Item 2. Identity and Background.
Item 2
is amended by adding the following to the end of the
item:
On
March 31, 2017, the Issuer issued 1,161,920 shares of Class B
Common Stock to certain investors and 275,312
shares of Class B Common Stock upon full conversion of an unsecured
convertible note with the Reporting Person. Also on March 31, 2017,
the Issuer completed the sale of 620,000 shares of Class B Common
Stock, par value $0.001, at a price of $4.00 per share in a private
placement (the “Private Placement”). The Reporting
Person purchased 62,500 shares of Class B Common Stock in the
Private Placement at a price of $4.00 per share.
On June
6, 2017, the Reporting Person sold 30,000 shares of Class B Common
Stock at a price of $4.00 per share, 275,312 shares of Class B
Common Stock at a price of $0.75 per share, and 100,000 shares of
Class B Common Stock at a price of $0.04 per share.
On
January 14, 2020, the Reporting Person purchased 200,000 shares of
Class B Common Stock pursuant to an underwritten public offering at
a price of $0.57 per share.
The
125,000 shares of the Issuer’s Class A Common Stock held by
the Reporting Person represents 12.5% of the Issuer’s issued and outstanding shares of
Class A Common Stock. The 2,170,000 shares of the Issuer’s
Class B Common Stock held by the Reporting Person represents 5.04%
of the Issuer’s issued
and outstanding shares of Class B Common Stock. As of February 13,
2020, Mr. Berrard has voting power representing approximately 6.5%
of the Issuer’s outstanding common stock.
The
principal business address of the Reporting Person is 901 W. Walnut
Hill Lane, Irving, Texas 75038. Mr. Berrard’s principal
occupation is Chief Financial Officer of the Issuer. Mr. Berrard is
a United States citizen. Berrard Holdings is a limited partnership
organized under the State of Florida.
During
the last five years, the Reporting Person has not been convicted in
a criminal proceeding (excluding traffic violations and similar
misdemeanors) or been a party to a civil proceeding of a judicial
or administrative body of competent jurisdiction as a result of
which such proceeding was or is subject to a judgment, decree or
final order enjoining future violations of, or prohibiting or
mandating activities subject to, federal or state securities laws,
or finding any violation with respect to such laws.

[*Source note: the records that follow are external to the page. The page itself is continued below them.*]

//! Store port for task persistence and filtered lookup.

use crate::task::domain::{PageRequest, Task, TaskId, TaskPage, TaskQuery, TaskSort, TaskStatus};
use async_trait::async_trait;
use std::sync::Arc;
use thiserror::Error;

/// Result type for task store operations.
pub type TaskStoreResult<T> = Result<T, TaskStoreError>;

/// Task persistence contract.
///
/// The store is the single source of truth for task records; callers hold
/// only transient copies for the duration of one operation.
#[async_trait]
pub trait TaskStore: Send + Sync {
    /// Stores a new task.
    ///
    /// # Errors
    ///
    /// Returns [`TaskStoreError::DuplicateTask`] when the task ID already
    /// exists.
    async fn store(&self, task: &Task) -> TaskStoreResult<()>;

    /// Persists the full state of an existing task.
    ///
    /// # Errors
    ///
    /// Returns [`TaskStoreError::NotFound`] when the task does not exist.
    async fn update(&self, task: &Task) -> TaskStoreResult<()>;

    /// Persists the full state of an existing task only while the stored
    /// record is still in `expected` status.
    ///
    /// The status check and the write happen atomically, so a concurrent
    /// transition committed after the caller loaded its copy is never
    /// overwritten.
    ///
    /// # Errors
    ///
    /// Returns [`TaskStoreError::NotFound`] when the task does not exist and
    /// [`TaskStoreError::StatusConflict`] when its stored status differs
    /// from `expected`.
    async fn update_if(&self, task: &Task, expected: TaskStatus) -> TaskStoreResult<()>;

    /// Finds a task by identifier.
    ///
    /// Returns `None` when the task does not exist.
    async fn find_by_id(&self, id: TaskId) -> TaskStoreResult<Option<Task>>;

    /// Returns tasks matching `query` in `sort` order, at most `limit` of them.
    async fn find(
        &self,
        query: &TaskQuery,
        limit: Option<usize>,
        sort: TaskSort,
    ) -> TaskStoreResult<Vec<Task>>;

    /// Counts tasks matching `query`.
    async fn count(&self, query: &TaskQuery) -> TaskStoreResult<u64>;

    /// Returns one page of tasks matching `query` together with the total
    /// number of matches.
    async fn find_page(
        &self,
        query: &TaskQuery,
        page: PageRequest,
        sort: TaskSort,
    ) -> TaskStoreResult<TaskPage>;
}

/// Errors returned by task store implementations.
#[derive(Debug, Clone, Error)]
pub enum TaskStoreError {
    /// A task with the same identifier already exists.
    #[error("duplicate task identifier: {0}")]
    DuplicateTask(TaskId),

    /// The task was not found.
    #[error("task not found: {0}")]
    NotFound(TaskId),

    /// The stored status changed since the caller loaded the task.
    #[error("task {task_id} is {actual}, expected {expected}")]
    StatusConflict {
        /// Conflicting task.
        task_id: TaskId,
        /// Status the write was conditioned on.
        expected: TaskStatus,
        /// Status found in the store.
        actual: TaskStatus,
    },

    /// Persisted data could not be reconstructed into domain types.
    #[error("invalid persisted data: {0}")]
    InvalidPersistedData(Arc<dyn std::error::Error + Send + Sync>),

    /// Persistence-layer failure.
    #[error("persistence error: {0}")]
    Persistence(Arc<dyn std::error::Error + Send + Sync>),
}

impl TaskStoreError {
    /// Wraps a data-quality or deserialization error from persisted rows.
    pub fn invalid_persisted_data(err: impl std::error::Error + Send + Sync + 'static) -> Self {
        Self::InvalidPersistedData(Arc::new(err))
    }

    /// Wraps a persistence error.
    pub fn persistence(err: impl std::error::Error + Send + Sync + 'static) -> Self {
        Self::Persistence(Arc::new(err))
    }
}
/// Example: Load an OBJ file and print the frame it compiles to
///
/// Usage: cargo run --example load_obj -- path/to/file.obj [scale]
use anyhow::{Context, Result};
use std::env;
use wire3d_core::{obj, AppState, DisplaySettings, DrawCall, DrawLog, Scene};

fn main() -> Result<()> {
    env_logger::init();

    let mut args = env::args().skip(1);
    let scene = match args.next() {
        Some(path) => {
            let scale = match args.next() {
                Some(s) => s.parse().context("scale must be a number")?,
                None => 1.0,
            };
            let object = obj::load_obj(&path, scale)
                .with_context(|| format!("failed to load {path}"))?;
            println!(
                "Loaded {} vertices, {} edges, {} triangles",
                object.vertices.len(),
                object.edges.len(),
                object.triangle_mesh.len()
            );
            Scene::axes(200.0).with_object(object)
        }
        None => {
            eprintln!("No OBJ file provided, using the demo scene...");
            Scene::demo()
        }
    };

    let state = AppState::new(scene, DisplaySettings::default());
    let mut log = DrawLog::new();
    let drawn = state.render(&mut log)?;

    let (mut points, mut lines, mut polygons) = (0, 0, 0);
    for call in &log.calls {
        match call {
            DrawCall::Point { .. } => points += 1,
            DrawCall::Line { .. } => lines += 1,
            DrawCall::Triangle { .. } | DrawCall::Quad { .. } => polygons += 1,
            DrawCall::Clear => {}
        }
    }
    println!("{drawn} items: {points} points, {lines} lines, {polygons} polygons");
    Ok(())
}
//! Camera pose and the world-to-camera transform
use crate::math::{
    multiply_mat_vec, multiply_matrices, pitch_rotation_matrix, transpose, vector_subtract,
    yaw_rotation_matrix, Mat3, Vec3,
};

/// Discrete translation commands.
#[derive(Debug, Clone, Copy, PartialEq, Eq)]
pub enum Movement {
    Left,
    Right,
    Forward,
    Backward,
    Up,
    Down,
}

/// Discrete rotation commands.
#[derive(Debug, Clone, Copy, PartialEq, Eq)]
pub enum Rotation {
    YawLeft,
    YawRight,
    PitchUp,
    PitchDown,
}

/// Camera pose in world space.
///
/// The columns of `orientation` are the camera's right, up and backward axes
/// expressed in world coordinates; the camera looks down its local -Z axis.
/// Only build the orientation from the identity and the rotation builders in
/// [`crate::math`], as [`point_to_camera`] relies on it being orthonormal.
#[derive(Debug, Clone, Copy, PartialEq)]
pub struct Camera {
    pub position: Vec3,
    pub orientation: Mat3,
}

impl Camera {
    pub fn new(position: Vec3) -> Self {
        Self {
            position,
            orientation: Mat3::identity(),
        }
    }

    pub fn with_orientation(position: Vec3, orientation: Mat3) -> Self {
        Self {
            position,
            orientation,
        }
    }

    /// Expresses a world-space point in this camera's frame.
    pub fn point_to_camera(&self, point: &Vec3) -> Vec3 {
        point_to_camera(point, self)
    }

    /// Inverse of [`Camera::point_to_camera`].
    pub fn point_to_world(&self, point: &Vec3) -> Vec3 {
        multiply_mat_vec(&self.orientation, point) + self.position
    }

    pub fn right(&self) -> Vec3 {
        self.orientation.column(0).into_owned()
    }

    pub fn up(&self) -> Vec3 {
        self.orientation.column(1).into_owned()
    }

    /// Viewing direction, the negated third basis column.
    pub fn forward(&self) -> Vec3 {
        -self.orientation.column(2).into_owned()
    }

    /// Moves the camera by `step` world units.
    ///
    /// Sideways moves follow the right axis flattened onto the X/Z plane,
    /// forward/backward follow the viewing axis, up/down follow world Y.
    pub fn translate(&mut self, movement: Movement, step: f64) {
        let o = &self.orientation;
        match movement {
            Movement::Left => {
                self.position.x -= step * o[(0, 0)];
                self.position.z -= step * o[(2, 0)];
            }
            Movement::Right => {
                self.position.x += step * o[(0, 0)];
                self.position.z += step * o[(2, 0)];
            }
            Movement::Forward => self.position -= o.column(2) * step,
            Movement::Backward => self.position += o.column(2) * step,
            Movement::Up => self.position.y += step,
            Movement::Down => self.position.y -= step,
        }
    }

    /// Rotates the camera by `degrees`.
    ///
    /// Yaw composes in the world frame (`yaw * orientation`), pitch in the
    /// camera's own frame (`orientation * pitch`).
    pub fn rotate(&mut self, rotation: Rotation, degrees: f64) {
        self.orientation = match rotation {
            Rotation::YawLeft => multiply_matrices(&yaw_rotation_matrix(-degrees), &self.orientation),
            Rotation::YawRight => multiply_matrices(&yaw_rotation_matrix(degrees), &self.orientation),
            Rotation::PitchUp => multiply_matrices(&self.orientation, &pitch_rotation_matrix(degrees)),
            Rotation::PitchDown => {
                multiply_matrices(&self.orientation, &pitch_rotation_matrix(-degrees))
            }
        };
    }
}

impl Default for Camera {
    fn default() -> Self {
        Self::new(Vec3::new(50.0, 50.0, 200.0))
    }
}

/// Subtracts the camera position, then applies the transposed (inverse)
/// orientation. The result is meaningless if the orientation is not
/// orthonormal.
pub fn point_to_camera(point: &Vec3, camera: &Camera) -> Vec3 {
    let translated = vector_subtract(point, &camera.position);
    multiply_mat_vec(&transpose(&camera.orientation), &translated)
}
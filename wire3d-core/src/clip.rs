//! Near-plane clipping in camera space.
//!
//! Everything here works against the single plane `z = near_z`. A point is
//! in front of the plane iff `z < near_z`; points exactly on the plane count
//! as behind it.

use log::trace;

use crate::error::{ClipFault, RenderError};
use crate::math::Vec3;
use crate::projection::is_in_front_of;

/// Output of [`clip_triangle`].
#[derive(Debug, Clone, Copy, PartialEq)]
pub enum ClippedPolygon {
    Triangle([Vec3; 3]),
    Quad([Vec3; 4]),
}

impl ClippedPolygon {
    pub fn vertices(&self) -> &[Vec3] {
        match self {
            ClippedPolygon::Triangle(v) => v.as_slice(),
            ClippedPolygon::Quad(v) => v.as_slice(),
        }
    }
}

/// Finds where the segment `behind -> in_front` crosses the near plane.
///
/// `behind` must satisfy `z >= near_z` and `in_front` must satisfy
/// `z < near_z`; anything else is reported as a [`ClipFault`]. The returned
/// point has `z == near_z` exactly.
pub fn clip_point(behind: &Vec3, in_front: &Vec3, near_z: f64) -> Result<Vec3, RenderError> {
    let behind_ok = !is_in_front_of(behind, near_z);
    let front_ok = is_in_front_of(in_front, near_z);
    let fault = match (behind_ok, front_ok) {
        (true, true) => None,
        (true, false) => Some(ClipFault::BothBehind),
        (false, true) => Some(ClipFault::BothInFront),
        (false, false) => Some(ClipFault::Swapped),
    };
    if let Some(fault) = fault {
        return Err(RenderError::DegenerateClip(fault));
    }

    let t = (near_z - behind.z) / (in_front.z - behind.z);
    let mut clipped = behind + (in_front - behind) * t;
    clipped.z = near_z;
    Ok(clipped)
}

/// Clips a segment, keeping endpoint order.
///
/// Returns `None` when both endpoints are behind the near plane.
pub fn clip_line(start: &Vec3, end: &Vec3, near_z: f64) -> Result<Option<[Vec3; 2]>, RenderError> {
    let segment = match (is_in_front_of(start, near_z), is_in_front_of(end, near_z)) {
        (true, true) => Some([*start, *end]),
        (true, false) => Some([*start, clip_point(end, start, near_z)?]),
        (false, true) => Some([clip_point(start, end, near_z)?, *end]),
        (false, false) => None,
    };
    Ok(segment)
}

/// Clips a triangle that straddles the near plane.
///
/// With one vertex in front the result is a smaller triangle; with two it is
/// a quad ordered `front0, front1, clip(behind, front1), clip(behind, front0)`
/// so that its edges do not cross. Triangles entirely in front or entirely
/// behind must be handled by the caller and are rejected with
/// [`RenderError::InvalidVisibilityPartition`].
pub fn clip_triangle(points: &[Vec3; 3], near_z: f64) -> Result<ClippedPolygon, RenderError> {
    let mut in_front = [0usize; 3];
    let mut behind = [0usize; 3];
    let (mut nf, mut nb) = (0, 0);
    for (i, point) in points.iter().enumerate() {
        if is_in_front_of(point, near_z) {
            in_front[nf] = i;
            nf += 1;
        } else {
            behind[nb] = i;
            nb += 1;
        }
    }

    let polygon = match nf {
        1 => {
            let front = &points[in_front[0]];
            ClippedPolygon::Triangle([
                *front,
                clip_point(&points[behind[0]], front, near_z)?,
                clip_point(&points[behind[1]], front, near_z)?,
            ])
        }
        2 => {
            let (front0, front1) = (&points[in_front[0]], &points[in_front[1]]);
            let back = &points[behind[0]];
            ClippedPolygon::Quad([
                *front0,
                *front1,
                clip_point(back, front1, near_z)?,
                clip_point(back, front0, near_z)?,
            ])
        }
        n => return Err(RenderError::InvalidVisibilityPartition { in_front: n }),
    };
    trace!("clipped triangle with {nf} vertices in front");
    Ok(polygon)
}

#[cfg(test)]
mod tests {
    use super::*;

    const EPS: f64 = 1e-9;

    fn v(x: f64, y: f64, z: f64) -> Vec3 {
        Vec3::new(x, y, z)
    }

    #[test]
    fn test_clip_point_lands_on_plane() {
        let behind = v(10.0, -4.0, 5.0);
        let front = v(-2.0, 8.0, -7.0);
        let p = clip_point(&behind, &front, -1.0).unwrap();
        assert_eq!(p.z, -1.0);
        // t = (-1 - 5) / (-7 - 5) = 0.5
        assert!((p - v(4.0, 2.0, -1.0)).norm() < EPS);
    }

    #[test]
    fn test_clip_point_stays_on_segment() {
        let behind = v(3.0, 1.0, 0.25);
        let front = v(-1.0, 2.0, -9.0);
        for near in [-0.001, -0.5, -3.0, -8.999] {
            let p = clip_point(&behind, &front, near).unwrap();
            let t = (near - behind.z) / (front.z - behind.z);
            assert!((0.0..=1.0).contains(&t));
            assert!((p - (behind + (front - behind) * t)).norm() < EPS);
            assert_eq!(p.z, near);
        }
    }

    #[test]
    fn test_clip_point_on_plane_is_behind() {
        let p = clip_point(&v(1.0, 1.0, -1.0), &v(1.0, 1.0, -3.0), -1.0).unwrap();
        assert!((p - v(1.0, 1.0, -1.0)).norm() < EPS);
    }

    #[test]
    fn test_clip_point_faults() {
        let front = v(0.0, 0.0, -5.0);
        let back = v(0.0, 0.0, 5.0);
        assert_eq!(
            clip_point(&front, &front, -1.0),
            Err(RenderError::DegenerateClip(ClipFault::BothInFront))
        );
        assert_eq!(
            clip_point(&back, &back, -1.0),
            Err(RenderError::DegenerateClip(ClipFault::BothBehind))
        );
        assert_eq!(
            clip_point(&front, &back, -1.0),
            Err(RenderError::DegenerateClip(ClipFault::Swapped))
        );
    }

    #[test]
    fn test_clip_line_keeps_order() {
        let a = v(0.0, 0.0, -10.0);
        let b = v(0.0, 10.0, 10.0);
        let [start, end] = clip_line(&a, &b, -1.0).unwrap().unwrap();
        assert_eq!(start, a);
        assert_eq!(end.z, -1.0);
        let [start, end] = clip_line(&b, &a, -1.0).unwrap().unwrap();
        assert_eq!(start.z, -1.0);
        assert_eq!(end, a);
        assert_eq!(clip_line(&b, &b, -1.0).unwrap(), None);
        assert_eq!(clip_line(&a, &a, -1.0).unwrap(), Some([a, a]));
    }

    #[test]
    fn test_one_in_front_gives_triangle() {
        let tri = [v(0.0, 0.0, -5.0), v(5.0, 0.0, 5.0), v(-5.0, 0.0, 5.0)];
        match clip_triangle(&tri, -1.0).unwrap() {
            ClippedPolygon::Triangle([a, b, c]) => {
                assert_eq!(a, tri[0]);
                assert_eq!(b.z, -1.0);
                assert_eq!(c.z, -1.0);
                // t = 0.6 from the behind vertex
                assert!((b - v(2.0, 0.0, -1.0)).norm() < EPS);
                assert!((c - v(-2.0, 0.0, -1.0)).norm() < EPS);
            }
            other => panic!("expected a triangle, got {other:?}"),
        }
    }

    #[test]
    fn test_two_in_front_gives_ordered_quad() {
        let tri = [v(-4.0, 0.0, -5.0), v(4.0, 0.0, -5.0), v(0.0, 0.0, 5.0)];
        let polygon = clip_triangle(&tri, -1.0).unwrap();
        let quad = match polygon {
            ClippedPolygon::Quad(q) => q,
            other => panic!("expected a quad, got {other:?}"),
        };
        assert_eq!(quad[0], tri[0]);
        assert_eq!(quad[1], tri[1]);
        // third vertex is clipped towards front1, fourth towards front0
        assert!(quad[2].x > 0.0);
        assert!(quad[3].x < 0.0);
        for p in polygon.vertices() {
            assert!(p.z <= -1.0 + EPS);
        }
    }

    #[test]
    fn test_partition_is_checked() {
        let behind = [v(0.0, 0.0, 5.0), v(1.0, 0.0, 5.0), v(0.0, 1.0, 5.0)];
        let in_front = [v(0.0, 0.0, -5.0), v(1.0, 0.0, -5.0), v(0.0, 1.0, -5.0)];
        assert_eq!(
            clip_triangle(&behind, -1.0),
            Err(RenderError::InvalidVisibilityPartition { in_front: 0 })
        );
        assert_eq!(
            clip_triangle(&in_front, -1.0),
            Err(RenderError::InvalidVisibilityPartition { in_front: 3 })
        );
    }
}
/// wire3d Web - WASM viewer drawing onto a 2D canvas
///
/// The page owns the event listeners and forwards them:
///
/// ```js
/// const viewer = new WebViewer("canvas");
/// document.addEventListener("keydown", (e) => viewer.key_down(e.key));
/// window.addEventListener("resize", () => viewer.resize(innerWidth, innerHeight));
/// ```
use std::f64::consts::TAU;
use std::sync::Once;

use log::{debug, warn};
use wasm_bindgen::prelude::*;
use wasm_bindgen::JsCast;
use web_sys::{CanvasRenderingContext2d, HtmlCanvasElement};
use wire3d_core::{obj, AppState, Color, Command, Movement, Rotation, Surface, Vec2};

/// Maps a `KeyboardEvent.key` value to a camera command.
pub fn command_for_key(key: &str) -> Option<Command> {
    let command = match key {
        "ArrowLeft" => Command::Move(Movement::Left),
        "ArrowRight" => Command::Move(Movement::Right),
        "ArrowUp" => Command::Move(Movement::Forward),
        "ArrowDown" => Command::Move(Movement::Backward),
        "i" => Command::Move(Movement::Up),
        "k" => Command::Move(Movement::Down),
        "a" => Command::Rotate(Rotation::YawLeft),
        "d" => Command::Rotate(Rotation::YawRight),
        "w" => Command::Rotate(Rotation::PitchUp),
        "s" => Command::Rotate(Rotation::PitchDown),
        _ => return None,
    };
    Some(command)
}

static INIT: Once = Once::new();

/// Routes panics and `log` records to the browser console. Later calls are
/// ignored; outside wasm32 there is no console and nothing is installed.
pub fn init_logging() {
    INIT.call_once(|| {
        #[cfg(target_arch = "wasm32")]
        {
            console_error_panic_hook::set_once();
            wasm_logger::init(wasm_logger::Config::default());
        }
        debug!("console logging initialized");
    });
}

/// Radius handed to `arc`, or `None` when the canvas would reject it.
fn arc_radius(radius: f64) -> Option<f64> {
    (radius.is_finite() && radius >= 0.0).then_some(radius)
}

/// [`Surface`] backed by a `CanvasRenderingContext2d`.
pub struct CanvasSurface {
    canvas: HtmlCanvasElement,
    context: CanvasRenderingContext2d,
}

impl CanvasSurface {
    pub fn new(canvas: HtmlCanvasElement) -> Result<Self, JsValue> {
        let context = canvas
            .get_context("2d")?
            .ok_or_else(|| JsValue::from_str("canvas does not support 2d context"))?
            .dyn_into::<CanvasRenderingContext2d>()
            .map_err(|_| JsValue::from_str("failed to cast canvas context"))?;
        Ok(Self { canvas, context })
    }

    pub fn size(&self) -> (u32, u32) {
        (self.canvas.width(), self.canvas.height())
    }

    pub fn resize(&mut self, width: u32, height: u32) {
        self.canvas.set_width(width);
        self.canvas.set_height(height);
    }

    fn fill_polygon(&self, points: &[Vec2], color: Color) {
        let Some((first, rest)) = points.split_first() else {
            return;
        };
        self.context.begin_path();
        self.context.move_to(first.x, first.y);
        for p in rest {
            self.context.line_to(p.x, p.y);
        }
        self.context.close_path();
        self.context.set_fill_style_str(&color.to_hex());
        self.context.fill();
    }
}

impl Surface for CanvasSurface {
    fn clear_surface(&mut self) {
        let (width, height) = self.size();
        self.context.clear_rect(0.0, 0.0, f64::from(width), f64::from(height));
    }

    fn draw_point(&mut self, center: Vec2, radius: f64, color: Color) {
        let Some(radius) = arc_radius(radius) else {
            warn!("skipping point with radius {radius}");
            return;
        };
        self.context.begin_path();
        if let Err(e) = self.context.arc(center.x, center.y, radius, 0.0, TAU) {
            warn!("canvas rejected point at {center:?}: {e:?}");
            return;
        }
        self.context.set_fill_style_str(&color.to_hex());
        self.context.fill();
    }

    fn draw_line(&mut self, segment: [Vec2; 2], color: Color, width: f64) {
        let [a, b] = segment;
        self.context.begin_path();
        self.context.move_to(a.x, a.y);
        self.context.line_to(b.x, b.y);
        self.context.set_stroke_style_str(&color.to_hex());
        self.context.set_line_width(width);
        self.context.stroke();
    }

    fn draw_filled_triangle(&mut self, points: [Vec2; 3], color: Color) {
        self.fill_polygon(&points, color);
    }

    fn draw_filled_quad(&mut self, points: [Vec2; 4], color: Color) {
        self.fill_polygon(&points, color);
    }
}

/// Browser entry point: owns the viewer state and the canvas.
#[wasm_bindgen]
pub struct WebViewer {
    state: AppState,
    surface: CanvasSurface,
}

#[wasm_bindgen]
impl WebViewer {
    /// Attaches to the canvas with id `canvas_id` and shows the demo scene
    /// at the canvas' current size.
    #[wasm_bindgen(constructor)]
    pub fn new(canvas_id: &str) -> Result<WebViewer, JsValue> {
        init_logging();
        let document = web_sys::window()
            .and_then(|window| window.document())
            .ok_or_else(|| JsValue::from_str("missing document"))?;
        let canvas: HtmlCanvasElement = document
            .get_element_by_id(canvas_id)
            .ok_or_else(|| JsValue::from_str("canvas element not found"))?
            .dyn_into()
            .map_err(|_| JsValue::from_str("element is not a canvas"))?;

        let surface = CanvasSurface::new(canvas)?;
        let mut state = AppState::default();
        let (width, height) = surface.size();
        state.apply(Command::Resize { width, height });

        let mut viewer = WebViewer { state, surface };
        viewer.redraw();
        Ok(viewer)
    }

    /// Handles a `KeyboardEvent.key`; returns whether the key was bound.
    pub fn key_down(&mut self, key: &str) -> bool {
        match command_for_key(key) {
            Some(command) => {
                self.state.apply(command);
                self.redraw();
                true
            }
            None => false,
        }
    }

    pub fn resize(&mut self, width: u32, height: u32) {
        self.state.apply(Command::Resize { width, height });
        let display = self.state.display;
        self.surface.resize(display.width, display.height);
        self.redraw();
    }

    /// Draws one frame and returns the number of items painted.
    pub fn render(&mut self) -> Result<u32, JsValue> {
        let drawn = self
            .state
            .render(&mut self.surface)
            .map_err(|e| JsValue::from_str(&e.to_string()))?;
        Ok(drawn as u32)
    }

    /// Replaces the scene's objects with a mesh parsed from OBJ text.
    pub fn load_obj(&mut self, text: &str, scale: f64) -> Result<(), JsValue> {
        let object = obj::parse_obj(text, scale).map_err(|e| JsValue::from_str(&e.to_string()))?;
        debug!(
            "loaded OBJ mesh with {} vertices and {} triangles",
            object.vertices.len(),
            object.triangle_mesh.len()
        );
        self.state.scene.objects = vec![object];
        self.redraw();
        Ok(())
    }

    /// Camera position as `[x, y, z]`.
    pub fn camera_position(&self) -> Vec<f64> {
        self.state.camera.position.iter().copied().collect()
    }

    /// Camera orientation, row-major.
    pub fn camera_orientation(&self) -> Vec<f64> {
        self.state.camera.orientation.transpose().iter().copied().collect()
    }
}

impl WebViewer {
    fn redraw(&mut self) {
        // AppState::render already logs the failure through the console logger
        let _ = self.state.render(&mut self.surface);
    }
}

#[cfg(test)]
mod tests {
    use super::*;

    #[test]
    fn test_browser_key_bindings() {
        assert_eq!(
            command_for_key("ArrowLeft"),
            Some(Command::Move(Movement::Left))
        );
        assert_eq!(
            command_for_key("ArrowUp"),
            Some(Command::Move(Movement::Forward))
        );
        assert_eq!(command_for_key("i"), Some(Command::Move(Movement::Up)));
        assert_eq!(
            command_for_key("w"),
            Some(Command::Rotate(Rotation::PitchUp))
        );
        assert_eq!(command_for_key("Escape"), None);
        assert_eq!(command_for_key("A"), None);
    }

    #[test]
    fn test_init_logging_is_idempotent() {
        init_logging();
        init_logging();
        assert!(INIT.is_completed());
    }

    #[test]
    fn test_invalid_arc_radius_is_rejected() {
        assert_eq!(arc_radius(5.0), Some(5.0));
        assert_eq!(arc_radius(0.0), Some(0.0));
        assert_eq!(arc_radius(-1.0), None);
        assert_eq!(arc_radius(f64::NAN), None);
        assert_eq!(arc_radius(f64::INFINITY), None);
    }
}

Item 3. Source and Amount of Funds or Other
Consideration.
Item 3
is amended by adding the following text to the end of the
item:
The
information regarding the transactions between March 31, 2017 and
January 14, 2020 in Item 2 is incorporated herein by reference. The
source of funds used in connection with such acquisitions by the
Reporting Person were working capital, other and personal
funds.
Item 4. Purpose of Transaction.
Item 4
is amended by adding the following paragraph to the end of the
item:
All acquisitions were for investment purposes.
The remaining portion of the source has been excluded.